(WHAT IS REQUIRED):
Line count for "CommandOutcome": say how many lines of the data contain it, with no other text.

*** RECORDS FOR PROCESSING Section Begins ***

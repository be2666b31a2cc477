// SPDX-FileCopyrightText: 2026 Colloquy Contributors
// SPDX-License-Identifier: MIT OR Apache-2.0

//! Outbox store.
//!
//! Rows are appended inside the transaction that produced the event and are
//! never deleted. The dispatcher is the only writer of `is_sent`.

use colloquy_core::{ColloquyError, OutboxEvent};
use rusqlite::params;

use super::conversion_err;
use crate::database::{Database, map_tr_err};
use crate::models::OutboxRow;

/// Ids per `UPDATE ... IN (...)` statement when marking rows sent.
const MARK_CHUNK: usize = 500;

/// Append an event to the outbox. Returns the row id.
pub fn insert(conn: &rusqlite::Connection, event: &OutboxEvent) -> Result<i64, rusqlite::Error> {
    let value = event.encode().map_err(conversion_err)?;
    conn.execute(
        "INSERT INTO outbox (type, message_key, message_value) VALUES (?1, ?2, ?3)",
        params![event.event_type().code(), event.key(), value],
    )?;
    Ok(conn.last_insert_rowid())
}

fn row_to_outbox(row: &rusqlite::Row<'_>) -> Result<OutboxRow, rusqlite::Error> {
    Ok(OutboxRow {
        id: row.get(0)?,
        event_type: row.get(1)?,
        key: row.get(2)?,
        value: row.get(3)?,
        is_sent: row.get(4)?,
    })
}

/// Every row not yet confirmed by the broker, in insertion order.
pub async fn fetch_unsent(db: &Database) -> Result<Vec<OutboxRow>, ColloquyError> {
    db.connection()
        .call(|conn| -> Result<Vec<OutboxRow>, rusqlite::Error> {
            let mut stmt = conn.prepare(
                "SELECT id, type, message_key, message_value, is_sent
                 FROM outbox WHERE is_sent = 0 ORDER BY id ASC",
            )?;
            let rows = stmt.query_map([], row_to_outbox)?;
            rows.collect()
        })
        .await
        .map_err(map_tr_err)
}

/// Mark rows sent in one transaction. Returns the number of rows changed.
pub async fn mark_sent(db: &Database, ids: Vec<i64>) -> Result<usize, ColloquyError> {
    if ids.is_empty() {
        return Ok(0);
    }
    db.connection()
        .call(move |conn| -> Result<usize, rusqlite::Error> {
            let tx = conn.transaction()?;
            let mut changed = 0;
            for chunk in ids.chunks(MARK_CHUNK) {
                let placeholders = vec!["?"; chunk.len()].join(", ");
                changed += tx.execute(
                    &format!("UPDATE outbox SET is_sent = 1 WHERE id IN ({placeholders})"),
                    rusqlite::params_from_iter(chunk.iter()),
                )?;
            }
            tx.commit()?;
            Ok(changed)
        })
        .await
        .map_err(map_tr_err)
}

/// Number of rows waiting for dispatch.
pub async fn count_unsent(db: &Database) -> Result<i64, ColloquyError> {
    db.connection()
        .call(|conn| -> Result<i64, rusqlite::Error> {
            conn.query_row("SELECT COUNT(*) FROM outbox WHERE is_sent = 0", [], |row| {
                row.get(0)
            })
        })
        .await
        .map_err(map_tr_err)
}

/// Load one row by id, sent or not.
pub async fn get_row(db: &Database, id: i64) -> Result<Option<OutboxRow>, ColloquyError> {
    use rusqlite::OptionalExtension;

    db.connection()
        .call(move |conn| -> Result<Option<OutboxRow>, rusqlite::Error> {
            conn.query_row(
                "SELECT id, type, message_key, message_value, is_sent FROM outbox WHERE id = ?1",
                params![id],
                row_to_outbox,
            )
            .optional()
        })
        .await
        .map_err(map_tr_err)
}
// SPDX-FileCopyrightText: 2026 Colloquy Contributors
// SPDX-License-Identifier: MIT OR Apache-2.0

//! The dialogue engine: send, read, commit and roll back messages.
//!
//! Every write that touches more than one table runs in a single SQLite
//! transaction, so a message never exists without its outbox event and a
//! command is never applied without its ledger entry.

use colloquy_core::{
    ChatId, ColloquyError, CommandKind, CommandOutcome, CorrelationId, GetMessages, Message,
    MessageCommand, MessageId, MessageState, NewMessage, NewUnreadMessage, OutboxEvent,
    RequestContext, SendMessage, UserId,
};
use colloquy_storage::queries::{commands, messages, outbox};
use colloquy_storage::{Database, TxOutcome};
use tracing::{debug, info, warn};

/// Stateless orchestrator over the message store, outbox and command ledger.
#[derive(Clone)]
pub struct DialogueEngine {
    db: Database,
}

fn require_user(field: &str, user: &UserId) -> Result<(), ColloquyError> {
    if user.as_str().trim().is_empty() {
        return Err(ColloquyError::InvalidInput(format!("{field} must not be empty")));
    }
    // User ids end up in the chat id, which is the broker record key.
    if user.as_str().chars().any(char::is_control) {
        return Err(ColloquyError::InvalidInput(format!(
            "{field} must not contain control characters"
        )));
    }
    Ok(())
}

impl DialogueEngine {
    pub fn new(db: Database) -> Self {
        Self { db }
    }

    /// Store a pending message together with its unread-message event.
    ///
    /// Both rows are written in one transaction; on any failure neither exists.
    pub async fn send_message(
        &self,
        ctx: &RequestContext,
        cmd: SendMessage,
    ) -> Result<MessageId, ColloquyError> {
        require_user("fromUserId", &cmd.from)?;
        require_user("toUserId", &cmd.to)?;

        let message = NewMessage::pending(cmd.from, cmd.to, cmd.text);
        let chat_id = message.chat_id.clone();
        let recipient = message.to_user_id.clone();
        let correlation_id = CorrelationId::generate();
        let event_chat = chat_id.clone();
        let event_correlation = correlation_id.clone();

        let id = self
            .db
            .transaction(move |tx| {
                let id = messages::insert(tx, &message)?;
                let event = OutboxEvent::NewUnreadMessage(NewUnreadMessage {
                    correlation_id: event_correlation,
                    user_id: recipient,
                    chat_id: event_chat,
                    message_id: id,
                });
                outbox::insert(tx, &event)?;
                Ok(TxOutcome::Commit(id))
            })
            .await?;

        info!(
            request_id = %ctx.request_id,
            origin = ctx.origin,
            message_id = %id,
            chat_id = %chat_id,
            correlation_id = %correlation_id,
            "message stored as pending"
        );
        #[cfg(feature = "prometheus")]
        colloquy_prometheus::record_message_sent();

        Ok(id)
    }

    /// Sent messages of the chat between two users, newest first.
    pub async fn get_messages(
        &self,
        ctx: &RequestContext,
        query: GetMessages,
    ) -> Result<Vec<Message>, ColloquyError> {
        require_user("fromUserId", &query.from)?;
        require_user("toUserId", &query.to)?;

        let chat_id = ChatId::for_participants(&query.from, &query.to);
        let found = messages::chat_messages(&self.db, &chat_id, MessageState::Sent).await?;
        debug!(
            request_id = %ctx.request_id,
            chat_id = %chat_id,
            count = found.len(),
            "messages loaded"
        );
        Ok(found)
    }

    /// Mark a pending message sent. Idempotent per correlation id.
    pub async fn commit_message(
        &self,
        ctx: &RequestContext,
        cmd: MessageCommand,
    ) -> Result<CommandOutcome, ColloquyError> {
        self.apply(ctx, CommandKind::Commit, cmd).await
    }

    /// Mark a pending message removed. Idempotent per correlation id.
    pub async fn rollback_message(
        &self,
        ctx: &RequestContext,
        cmd: MessageCommand,
    ) -> Result<CommandOutcome, ColloquyError> {
        self.apply(ctx, CommandKind::Rollback, cmd).await
    }

    /// Apply a commit or rollback at most once per correlation id.
    ///
    /// The ledger lookup up front skips the transaction for the common
    /// redelivery case. Inside the transaction the ledger insert is the real
    /// guard: if a concurrent delivery recorded the id first, the primary key
    /// refuses the insert and everything rolls back.
    pub async fn apply(
        &self,
        ctx: &RequestContext,
        kind: CommandKind,
        cmd: MessageCommand,
    ) -> Result<CommandOutcome, ColloquyError> {
        if cmd.correlation_id.as_str().trim().is_empty() {
            return Err(ColloquyError::InvalidInput(
                "correlationId must not be empty".into(),
            ));
        }

        if commands::is_handled(&self.db, &cmd.correlation_id).await? {
            debug!(
                request_id = %ctx.request_id,
                correlation_id = %cmd.correlation_id,
                command = %kind,
                "command already handled"
            );
            return Ok(CommandOutcome::AlreadyHandled);
        }

        let target = kind.target_state();
        let correlation_id = cmd.correlation_id.clone();
        let message_id = cmd.message_id;

        let outcome = self
            .db
            .transaction(move |tx| {
                let Some(message) = messages::find(tx, message_id)? else {
                    return Ok(TxOutcome::Rollback(Err(ColloquyError::MessageNotFound {
                        id: message_id.0,
                    })));
                };
                if !commands::record(tx, &correlation_id)? {
                    return Ok(TxOutcome::Rollback(Ok(CommandOutcome::AlreadyHandled)));
                }
                if messages::transition_from_pending(tx, message_id, target)? {
                    Ok(TxOutcome::Commit(Ok(CommandOutcome::Applied { to: target })))
                } else {
                    Ok(TxOutcome::Commit(Ok(CommandOutcome::AlreadyTerminal(
                        message.state,
                    ))))
                }
            })
            .await??;

        match outcome {
            CommandOutcome::Applied { to } => info!(
                request_id = %ctx.request_id,
                correlation_id = %cmd.correlation_id,
                message_id = %cmd.message_id,
                command = %kind,
                state = %to,
                "command applied"
            ),
            CommandOutcome::AlreadyHandled => debug!(
                request_id = %ctx.request_id,
                correlation_id = %cmd.correlation_id,
                command = %kind,
                "command lost the race to a concurrent delivery"
            ),
            CommandOutcome::AlreadyTerminal(state) => warn!(
                request_id = %ctx.request_id,
                correlation_id = %cmd.correlation_id,
                message_id = %cmd.message_id,
                command = %kind,
                state = %state,
                "message already terminal, command recorded without effect"
            ),
        }

        Ok(outcome)
    }
}
// SPDX-FileCopyrightText: 2026 Colloquy Contributors
// SPDX-License-Identifier: MIT OR Apache-2.0

//! Configuration loader using Figment for layered config merging.
//!
//! Supports XDG hierarchy: `./colloquy.toml` > `~/.config/colloquy/colloquy.toml`
//! > `/etc/colloquy/colloquy.toml` with environment variable overrides via the
//! `COLLOQUY_` prefix.

#![allow(clippy::result_large_err)] // figment::Error is external and cannot be boxed without wrapper

use std::path::Path;

use figment::{
    Figment,
    providers::{Env, Format, Serialized, Toml},
};

use crate::model::ColloquyConfig;

/// Config sections that environment variables may address.
const SECTIONS: &[&str] = &[
    "service",
    "storage",
    "outbox",
    "broker",
    "intake",
    "gateway",
    "prometheus",
];

/// Load configuration from the standard XDG hierarchy with env var overrides.
///
/// Merge order (later overrides earlier):
/// 1. Compiled defaults
/// 2. `/etc/colloquy/colloquy.toml` (system-wide)
/// 3. `~/.config/colloquy/colloquy.toml` (user XDG config)
/// 4. `./colloquy.toml` (local directory)
/// 5. `COLLOQUY_*` environment variables
pub fn load_config() -> Result<ColloquyConfig, figment::Error> {
    build_figment().extract()
}

/// Load configuration from a TOML string only (no files, no env).
pub fn load_config_from_str(toml_content: &str) -> Result<ColloquyConfig, figment::Error> {
    Figment::new()
        .merge(Serialized::defaults(ColloquyConfig::default()))
        .merge(Toml::string(toml_content))
        .extract()
}

/// Load configuration from one explicit file with env var overrides.
///
/// Backs the `--config <path>` flag; the XDG hierarchy is skipped.
pub fn load_config_from_path(path: &Path) -> Result<ColloquyConfig, figment::Error> {
    Figment::new()
        .merge(Serialized::defaults(ColloquyConfig::default()))
        .merge(Toml::file(path))
        .merge(env_provider())
        .extract()
}

/// Build the Figment used for hierarchy loading.
pub fn build_figment() -> Figment {
    Figment::new()
        .merge(Serialized::defaults(ColloquyConfig::default()))
        .merge(Toml::file("/etc/colloquy/colloquy.toml"))
        .merge(Toml::file(
            dirs::config_dir()
                .map(|d| d.join("colloquy/colloquy.toml"))
                .unwrap_or_default(),
        ))
        .merge(Toml::file("colloquy.toml"))
        .merge(env_provider())
}

/// Environment provider mapping `COLLOQUY_<SECTION>_<KEY>` to `section.key`.
///
/// Only the first underscore after a known section name becomes a dot, so
/// `COLLOQUY_STORAGE_BUSY_TIMEOUT_MS` maps to `storage.busy_timeout_ms`.
fn env_provider() -> Env {
    Env::prefixed("COLLOQUY_").map(|key| map_env_key(key.as_str()).into())
}

fn map_env_key(key: &str) -> String {
    for section in SECTIONS {
        if let Some(rest) = key
            .strip_prefix(section)
            .and_then(|rest| rest.strip_prefix('_'))
        {
            return format!("{section}.{rest}");
        }
    }
    key.to_string()
}
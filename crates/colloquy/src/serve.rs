// SPDX-FileCopyrightText: 2026 Colloquy Contributors
// SPDX-License-Identifier: MIT OR Apache-2.0

//! `colloquy serve` implementation.
//!
//! Opens storage, then runs the gateway, the outbox dispatcher and the
//! command intake workers until SIGINT/SIGTERM, and shuts them down in
//! that order.

use std::sync::Arc;
use std::time::{Duration, Instant};

use colloquy_config::model::{ColloquyConfig, LogFormat};
use colloquy_core::{ColloquyError, PluginAdapter, StorageAdapter};
use colloquy_engine::{CommandIntake, DialogueEngine, OutboxDispatcher, shutdown};
use colloquy_gateway::{GatewayState, HealthState, ServerConfig};
use colloquy_storage::{SqliteCommandSource, SqliteStorage};
use colloquy_webhook::WebhookPublisher;
use tracing::{debug, info, warn};

/// Runs the service until a shutdown signal arrives.
pub async fn run_serve(config: ColloquyConfig) -> Result<(), ColloquyError> {
    init_tracing(&config.service.log_level, config.service.log_format);

    info!(service = %config.service.name, "starting colloquy serve");

    let storage = Arc::new(SqliteStorage::new(config.storage.clone()));
    storage.initialize().await?;
    let db = storage.database()?.clone();

    #[cfg(feature = "prometheus")]
    let prometheus_adapter = if config.prometheus.enabled {
        match colloquy_prometheus::PrometheusAdapter::new() {
            Ok(adapter) => {
                info!("prometheus metrics enabled");
                Some(Arc::new(adapter))
            }
            Err(e) => {
                warn!(error = %e, "prometheus initialization failed, continuing without metrics");
                None
            }
        }
    } else {
        debug!("prometheus metrics disabled by configuration");
        None
    };

    let engine = DialogueEngine::new(db.clone());
    let source = Arc::new(SqliteCommandSource::new(
        db.clone(),
        Duration::from_secs(config.intake.lock_timeout_secs),
        config.intake.max_attempts,
    ));
    // Crash recovery: deliveries locked by a previous process.
    source.reclaim_expired().await?;

    let mut adapters: Vec<Arc<dyn PluginAdapter>> = vec![
        storage.clone() as Arc<dyn PluginAdapter>,
        source.clone() as Arc<dyn PluginAdapter>,
    ];

    let cancel = shutdown::install_signal_handler();
    let mut tasks = Vec::new();

    if !config.outbox.enabled {
        info!("outbox dispatcher disabled by configuration");
    } else if config.broker.endpoint.is_none() {
        warn!("no broker endpoint configured, outbox dispatcher not started");
    } else {
        let publisher = Arc::new(WebhookPublisher::new(&config.broker)?);
        info!(endpoint = publisher.endpoint(), "publishing outbox to webhook");
        adapters.push(publisher.clone());
        let dispatcher = OutboxDispatcher::new(
            db.clone(),
            publisher,
            Duration::from_secs(config.outbox.poll_interval_secs),
        );
        tasks.push(tokio::spawn(dispatcher.run(cancel.clone())));
    }

    if config.intake.enabled {
        let intake = Arc::new(CommandIntake::new(
            engine.clone(),
            source.clone(),
            Duration::from_millis(config.intake.poll_interval_ms),
        ));
        tasks.extend(intake.spawn_workers(config.intake.workers, cancel.clone()));
    } else {
        info!("command intake disabled by configuration");
    }

    #[cfg(feature = "prometheus")]
    let prometheus_render: Option<Arc<dyn Fn() -> String + Send + Sync>> =
        prometheus_adapter.map(|adapter| {
            adapters.push(adapter.clone());
            Arc::new(move || adapter.render()) as Arc<dyn Fn() -> String + Send + Sync>
        });

    #[cfg(not(feature = "prometheus"))]
    let prometheus_render: Option<Arc<dyn Fn() -> String + Send + Sync>> = None;

    let served = if config.gateway.enabled {
        let state = GatewayState {
            engine,
            commands: source,
            health: HealthState {
                start_time: Instant::now(),
                prometheus_render,
                adapters: Arc::new(adapters),
            },
        };
        let server_config = ServerConfig {
            host: config.gateway.host.clone(),
            port: config.gateway.port,
        };
        colloquy_gateway::start_server(&server_config, state, cancel.clone()).await
    } else {
        info!("gateway disabled by configuration");
        cancel.cancelled().await;
        Ok(())
    };

    // A gateway that failed to start still has to stop the background tasks.
    cancel.cancel();
    shutdown::await_tasks(
        tasks,
        Duration::from_secs(config.service.shutdown_timeout_secs),
    )
    .await;

    storage.close().await?;
    served?;

    info!("colloquy serve shutdown complete");
    Ok(())
}

/// Initializes the tracing subscriber with the given log level and format.
///
/// `RUST_LOG` overrides the configured level.
fn init_tracing(log_level: &str, format: LogFormat) {
    use tracing_subscriber::EnvFilter;

    let filter = EnvFilter::try_from_default_env()
        .unwrap_or_else(|_| EnvFilter::new(format!("colloquy={log_level},warn")));

    let builder = tracing_subscriber::fmt()
        .with_env_filter(filter)
        .with_target(true)
        .with_thread_names(false);

    match format {
        LogFormat::Pretty => builder.init(),
        LogFormat::Json => builder.json().init(),
    }
}
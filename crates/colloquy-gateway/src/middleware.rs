// SPDX-FileCopyrightText: 2026 Colloquy Contributors
// SPDX-License-Identifier: MIT OR Apache-2.0

//! Per-request context middleware.
//!
//! Takes the caller's `x-request-id` (or generates a UUIDv4), stores a
//! [`RequestContext`] in the request extensions for handlers to pass to the
//! engine, and echoes the id on the response.

use axum::{
    extract::Request,
    http::HeaderValue,
    middleware::Next,
    response::Response,
};
use colloquy_core::RequestContext;
use tracing::{Instrument, info, info_span};

pub const REQUEST_ID_HEADER: &str = "x-request-id";

pub async fn request_context(mut request: Request, next: Next) -> Response {
    let request_id = request
        .headers()
        .get(REQUEST_ID_HEADER)
        .and_then(|v| v.to_str().ok())
        .filter(|v| !v.is_empty())
        .map(str::to_string)
        .unwrap_or_else(|| uuid::Uuid::new_v4().to_string());

    request
        .extensions_mut()
        .insert(RequestContext::with_request_id("http", request_id.clone()));

    let span = info_span!(
        "request",
        request_id = %request_id,
        method = %request.method(),
        path = %request.uri().path(),
    );
    let mut response = next.run(request).instrument(span.clone()).await;
    span.in_scope(|| info!(status = response.status().as_u16(), "endpoint called"));

    if let Ok(value) = HeaderValue::from_str(&request_id) {
        response.headers_mut().insert(REQUEST_ID_HEADER, value);
    }
    response
}
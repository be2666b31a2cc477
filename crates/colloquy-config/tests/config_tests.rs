// SPDX-FileCopyrightText: 2026 Colloquy Contributors
// SPDX-License-Identifier: MIT OR Apache-2.0

//! Integration tests for the Colloquy configuration system.

use colloquy_config::diagnostic::ConfigError;
use colloquy_config::model::{ColloquyConfig, LogFormat};
use colloquy_config::{
    load_and_validate, load_and_validate_str, load_config_from_str, render_effective,
};

#[test]
fn full_toml_deserializes() {
    let toml = r#"
[service]
name = "colloquy-test"
log_level = "debug"
log_format = "json"
shutdown_timeout_secs = 5

[storage]
database_path = "/tmp/colloquy-test.db"
wal_mode = false
busy_timeout_ms = 250

[outbox]
enabled = false
poll_interval_secs = 2

[broker]
endpoint = "http://127.0.0.1:9000/events"
topic = "unread"
request_timeout_secs = 3

[intake]
workers = 4
poll_interval_ms = 100
lock_timeout_secs = 60
max_attempts = 3

[gateway]
host = "0.0.0.0"
port = 8080

[prometheus]
enabled = true
"#;

    let config = load_config_from_str(toml).expect("valid TOML should deserialize");
    assert_eq!(config.service.name, "colloquy-test");
    assert_eq!(config.service.log_format, LogFormat::Json);
    assert_eq!(config.storage.database_path, "/tmp/colloquy-test.db");
    assert!(!config.storage.wal_mode);
    assert_eq!(config.storage.busy_timeout_ms, 250);
    assert!(!config.outbox.enabled);
    assert_eq!(config.outbox.poll_interval_secs, 2);
    assert_eq!(
        config.broker.endpoint.as_deref(),
        Some("http://127.0.0.1:9000/events")
    );
    assert_eq!(config.broker.topic, "unread");
    assert_eq!(config.intake.workers, 4);
    assert_eq!(config.intake.max_attempts, 3);
    assert_eq!(config.gateway.port, 8080);
    assert!(config.prometheus.enabled);
}

#[test]
fn empty_toml_uses_defaults() {
    let config = load_and_validate_str("").expect("defaults are valid");
    assert_eq!(config.outbox.poll_interval_secs, 5);
    assert_eq!(config.broker.topic, "counter-commands");
    assert_eq!(config.intake.workers, 1);
    assert_eq!(config.gateway.host, "127.0.0.1");
    assert!(config.broker.endpoint.is_none());
    assert!(!config.prometheus.enabled);
}

#[test]
fn unknown_key_gets_suggestion() {
    let toml = r#"
[outbox]
poll_intervl_secs = 3
"#;
    let errors = load_and_validate_str(toml).expect_err("unknown key must fail");
    assert_eq!(errors.len(), 1);
    match &errors[0] {
        ConfigError::UnknownKey {
            key, suggestion, ..
        } => {
            assert_eq!(key, "poll_intervl_secs");
            assert_eq!(suggestion.as_deref(), Some("poll_interval_secs"));
        }
        other => panic!("expected UnknownKey, got {other:?}"),
    }
}

#[test]
fn unknown_section_is_rejected() {
    let errors = load_and_validate_str("[kafka]\nbrokers = []\n").expect_err("must fail");
    assert!(matches!(errors[0], ConfigError::UnknownKey { .. }));
}

#[test]
fn wrong_type_is_reported() {
    let errors =
        load_and_validate_str("[gateway]\nport = \"eighty\"\n").expect_err("must fail");
    assert!(matches!(errors[0], ConfigError::InvalidType { .. }));
}

#[test]
fn validation_errors_surface_after_parse() {
    let toml = r#"
[outbox]
poll_interval_secs = 0

[intake]
workers = 0
"#;
    let errors = load_and_validate_str(toml).expect_err("must fail validation");
    assert_eq!(errors.len(), 2);
    assert!(
        errors
            .iter()
            .all(|e| matches!(e, ConfigError::Validation { .. }))
    );
}

#[test]
fn explicit_path_and_env_override() {
    figment::Jail::expect_with(|jail| {
        jail.create_file(
            "custom.toml",
            r#"
[broker]
endpoint = "http://downstream:8080/hook"

[outbox]
poll_interval_secs = 9
"#,
        )?;
        jail.set_env("COLLOQUY_OUTBOX_POLL_INTERVAL_SECS", "1");
        jail.set_env("COLLOQUY_STORAGE_DATABASE_PATH", "/tmp/from-env.db");

        let config = load_and_validate(Some(std::path::Path::new("custom.toml")))
            .map_err(|e| format!("{e:?}"))?;
        assert_eq!(config.outbox.poll_interval_secs, 1);
        assert_eq!(config.storage.database_path, "/tmp/from-env.db");
        assert_eq!(
            config.broker.endpoint.as_deref(),
            Some("http://downstream:8080/hook")
        );
        Ok(())
    });
}

#[test]
fn effective_config_round_trips() {
    let config = ColloquyConfig::default();
    let rendered = render_effective(&config).expect("serializes");
    let reparsed = load_config_from_str(&rendered).expect("reparses");
    assert_eq!(reparsed.gateway.port, config.gateway.port);
    assert_eq!(reparsed.storage.database_path, config.storage.database_path);
}
// SPDX-FileCopyrightText: 2026 Colloquy Contributors
// SPDX-License-Identifier: MIT OR Apache-2.0

//! Command ledger: correlation ids of commands that were already applied.

use colloquy_core::{ColloquyError, CorrelationId};
use rusqlite::params;

use crate::database::{Database, map_tr_err};

/// Whether `id` is in the ledger.
pub fn contains(conn: &rusqlite::Connection, id: &CorrelationId) -> Result<bool, rusqlite::Error> {
    conn.query_row(
        "SELECT EXISTS(SELECT 1 FROM handled_commands WHERE correlation_id = ?1)",
        params![id.as_str()],
        |row| row.get(0),
    )
}

/// Record `id` as handled.
///
/// Returns `false` when the primary key rejects the insert because another
/// delivery recorded the same id first. Only the failed statement is undone;
/// the surrounding transaction stays usable.
pub fn record(conn: &rusqlite::Connection, id: &CorrelationId) -> Result<bool, rusqlite::Error> {
    match conn.execute(
        "INSERT INTO handled_commands (correlation_id) VALUES (?1)",
        params![id.as_str()],
    ) {
        Ok(_) => Ok(true),
        Err(rusqlite::Error::SqliteFailure(err, _))
            if err.code == rusqlite::ErrorCode::ConstraintViolation =>
        {
            Ok(false)
        }
        Err(e) => Err(e),
    }
}

/// Whether `id` is in the ledger.
pub async fn is_handled(db: &Database, id: &CorrelationId) -> Result<bool, ColloquyError> {
    let id = id.clone();
    db.connection()
        .call(move |conn| -> Result<bool, rusqlite::Error> { contains(conn, &id) })
        .await
        .map_err(map_tr_err)
}

/// Number of ledger entries.
pub async fn count(db: &Database) -> Result<i64, ColloquyError> {
    db.connection()
        .call(|conn| -> Result<i64, rusqlite::Error> {
            conn.query_row("SELECT COUNT(*) FROM handled_commands", [], |row| row.get(0))
        })
        .await
        .map_err(map_tr_err)
}

#[cfg(test)]
mod tests {
    use super::*;
    use crate::database::TxOutcome;
    use tempfile::tempdir;

    async fn setup_db() -> (Database, tempfile::TempDir) {
        let dir = tempdir().unwrap();
        let db_path = dir.path().join("test.db");
        let db = Database::open(db_path.to_str().unwrap()).await.unwrap();
        (db, dir)
    }

    #[tokio::test]
    async fn second_record_of_same_id_is_refused() {
        let (db, _dir) = setup_db().await;
        let id = CorrelationId("corr-1".into());

        assert!(!is_handled(&db, &id).await.unwrap());

        let first = id.clone();
        let inserted = db
            .transaction(move |tx| Ok(TxOutcome::Commit(record(tx, &first)?)))
            .await
            .unwrap();
        assert!(inserted);

        let again = id.clone();
        let inserted = db
            .transaction(move |tx| Ok(TxOutcome::Commit(record(tx, &again)?)))
            .await
            .unwrap();
        assert!(!inserted);

        assert!(is_handled(&db, &id).await.unwrap());
        assert_eq!(count(&db).await.unwrap(), 1);
        db.close().await.unwrap();
    }

    #[tokio::test]
    async fn refused_insert_keeps_transaction_usable() {
        let (db, _dir) = setup_db().await;
        let dup = CorrelationId("dup".into());
        let seed = dup.clone();
        db.transaction(move |tx| Ok(TxOutcome::Commit(record(tx, &seed)?)))
            .await
            .unwrap();

        db.transaction(move |tx| {
            assert!(!record(tx, &dup)?);
            record(tx, &CorrelationId("fresh".into()))?;
            Ok(TxOutcome::Commit(()))
        })
        .await
        .unwrap();

        assert_eq!(count(&db).await.unwrap(), 2);
        db.close().await.unwrap();
    }
}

*** RECORDS FOR PROCESSING Section Ends ***

(EXERCISE SOLUTION):
11